══ THE DATA ══
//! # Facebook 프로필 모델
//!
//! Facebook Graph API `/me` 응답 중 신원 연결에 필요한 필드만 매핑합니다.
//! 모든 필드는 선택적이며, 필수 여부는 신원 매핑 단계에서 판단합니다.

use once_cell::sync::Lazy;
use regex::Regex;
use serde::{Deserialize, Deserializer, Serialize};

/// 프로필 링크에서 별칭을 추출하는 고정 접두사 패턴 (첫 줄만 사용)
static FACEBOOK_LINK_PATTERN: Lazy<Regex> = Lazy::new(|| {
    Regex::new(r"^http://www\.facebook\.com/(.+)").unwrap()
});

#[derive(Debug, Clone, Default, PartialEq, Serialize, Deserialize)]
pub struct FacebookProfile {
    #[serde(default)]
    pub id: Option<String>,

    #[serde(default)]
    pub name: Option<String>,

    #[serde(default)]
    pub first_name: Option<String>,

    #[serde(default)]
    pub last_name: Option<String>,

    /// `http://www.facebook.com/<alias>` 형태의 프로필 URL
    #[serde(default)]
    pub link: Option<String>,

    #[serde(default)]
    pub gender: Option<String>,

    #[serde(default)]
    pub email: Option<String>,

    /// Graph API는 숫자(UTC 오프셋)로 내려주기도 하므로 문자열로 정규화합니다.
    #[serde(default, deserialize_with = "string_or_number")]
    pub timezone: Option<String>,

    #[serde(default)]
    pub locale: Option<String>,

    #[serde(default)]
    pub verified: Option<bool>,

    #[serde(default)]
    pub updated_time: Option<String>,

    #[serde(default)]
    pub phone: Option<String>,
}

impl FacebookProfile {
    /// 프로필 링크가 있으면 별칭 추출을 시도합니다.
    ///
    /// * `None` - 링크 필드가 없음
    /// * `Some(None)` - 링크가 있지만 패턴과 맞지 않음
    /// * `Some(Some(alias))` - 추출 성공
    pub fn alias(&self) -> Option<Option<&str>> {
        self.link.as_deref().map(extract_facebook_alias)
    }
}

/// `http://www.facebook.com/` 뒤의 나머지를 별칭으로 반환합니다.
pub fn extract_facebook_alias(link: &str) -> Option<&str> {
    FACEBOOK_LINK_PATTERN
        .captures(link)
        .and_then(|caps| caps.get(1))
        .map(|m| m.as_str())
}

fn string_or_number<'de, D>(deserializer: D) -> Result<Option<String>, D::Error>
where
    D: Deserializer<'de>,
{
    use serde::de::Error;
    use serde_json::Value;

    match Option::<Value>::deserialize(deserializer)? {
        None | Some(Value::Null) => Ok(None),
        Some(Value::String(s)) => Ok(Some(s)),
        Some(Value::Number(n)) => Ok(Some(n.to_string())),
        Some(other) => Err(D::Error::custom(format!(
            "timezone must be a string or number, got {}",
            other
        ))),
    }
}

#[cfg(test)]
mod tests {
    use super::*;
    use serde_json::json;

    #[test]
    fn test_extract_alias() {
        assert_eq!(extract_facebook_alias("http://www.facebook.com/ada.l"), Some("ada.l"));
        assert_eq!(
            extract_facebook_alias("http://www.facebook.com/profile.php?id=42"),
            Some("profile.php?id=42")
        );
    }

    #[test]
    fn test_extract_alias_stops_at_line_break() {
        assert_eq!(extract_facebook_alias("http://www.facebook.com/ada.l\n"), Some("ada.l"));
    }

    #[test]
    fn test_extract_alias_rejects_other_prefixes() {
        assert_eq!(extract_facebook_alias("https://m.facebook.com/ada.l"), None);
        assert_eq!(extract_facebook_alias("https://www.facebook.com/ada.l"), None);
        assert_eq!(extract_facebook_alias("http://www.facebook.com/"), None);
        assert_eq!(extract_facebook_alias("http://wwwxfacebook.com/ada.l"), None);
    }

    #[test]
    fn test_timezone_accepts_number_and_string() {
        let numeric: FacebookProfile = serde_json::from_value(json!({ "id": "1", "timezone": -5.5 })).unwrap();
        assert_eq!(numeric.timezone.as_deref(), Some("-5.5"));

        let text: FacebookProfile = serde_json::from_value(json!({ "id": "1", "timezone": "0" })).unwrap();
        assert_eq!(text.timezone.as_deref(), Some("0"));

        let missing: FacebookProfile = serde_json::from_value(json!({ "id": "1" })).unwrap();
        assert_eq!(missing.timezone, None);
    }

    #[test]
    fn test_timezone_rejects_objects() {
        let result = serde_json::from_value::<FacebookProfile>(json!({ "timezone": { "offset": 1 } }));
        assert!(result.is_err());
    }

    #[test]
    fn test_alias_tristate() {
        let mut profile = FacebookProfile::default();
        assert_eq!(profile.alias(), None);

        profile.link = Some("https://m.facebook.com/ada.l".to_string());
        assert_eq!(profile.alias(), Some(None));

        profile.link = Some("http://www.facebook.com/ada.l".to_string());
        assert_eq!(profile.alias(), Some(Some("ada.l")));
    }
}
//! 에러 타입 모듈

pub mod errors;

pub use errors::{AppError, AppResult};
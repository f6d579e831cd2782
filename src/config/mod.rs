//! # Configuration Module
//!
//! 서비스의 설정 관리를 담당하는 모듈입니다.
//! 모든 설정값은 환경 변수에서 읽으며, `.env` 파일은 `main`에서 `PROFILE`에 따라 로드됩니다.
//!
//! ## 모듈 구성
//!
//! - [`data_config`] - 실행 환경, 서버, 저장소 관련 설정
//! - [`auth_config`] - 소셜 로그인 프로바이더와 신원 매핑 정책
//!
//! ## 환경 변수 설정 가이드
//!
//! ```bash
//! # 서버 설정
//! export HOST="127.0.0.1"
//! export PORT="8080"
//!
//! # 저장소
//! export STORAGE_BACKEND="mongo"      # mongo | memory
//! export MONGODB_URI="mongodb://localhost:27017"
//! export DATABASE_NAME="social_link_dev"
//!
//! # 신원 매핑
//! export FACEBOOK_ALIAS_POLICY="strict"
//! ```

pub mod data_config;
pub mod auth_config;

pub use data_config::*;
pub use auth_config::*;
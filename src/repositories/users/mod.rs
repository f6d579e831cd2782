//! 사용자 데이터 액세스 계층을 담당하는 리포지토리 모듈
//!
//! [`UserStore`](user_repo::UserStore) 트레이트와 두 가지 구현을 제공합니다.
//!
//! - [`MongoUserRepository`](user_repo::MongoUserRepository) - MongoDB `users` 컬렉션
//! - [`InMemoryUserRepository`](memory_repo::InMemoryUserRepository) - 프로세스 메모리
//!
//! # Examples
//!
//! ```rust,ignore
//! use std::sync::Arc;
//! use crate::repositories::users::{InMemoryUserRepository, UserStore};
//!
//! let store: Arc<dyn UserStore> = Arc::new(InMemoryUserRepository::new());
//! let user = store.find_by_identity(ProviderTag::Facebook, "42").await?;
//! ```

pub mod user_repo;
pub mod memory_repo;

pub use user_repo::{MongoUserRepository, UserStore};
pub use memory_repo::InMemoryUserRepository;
═══
◆ THE PROBLEM
Where does the word "repositories" occur in the records? Return every line that holds it.

◆ COMPLETED TASK
filename src/repositories/users/mod.rs
//! use crate::repositories::users::{InMemoryUserRepository, UserStore};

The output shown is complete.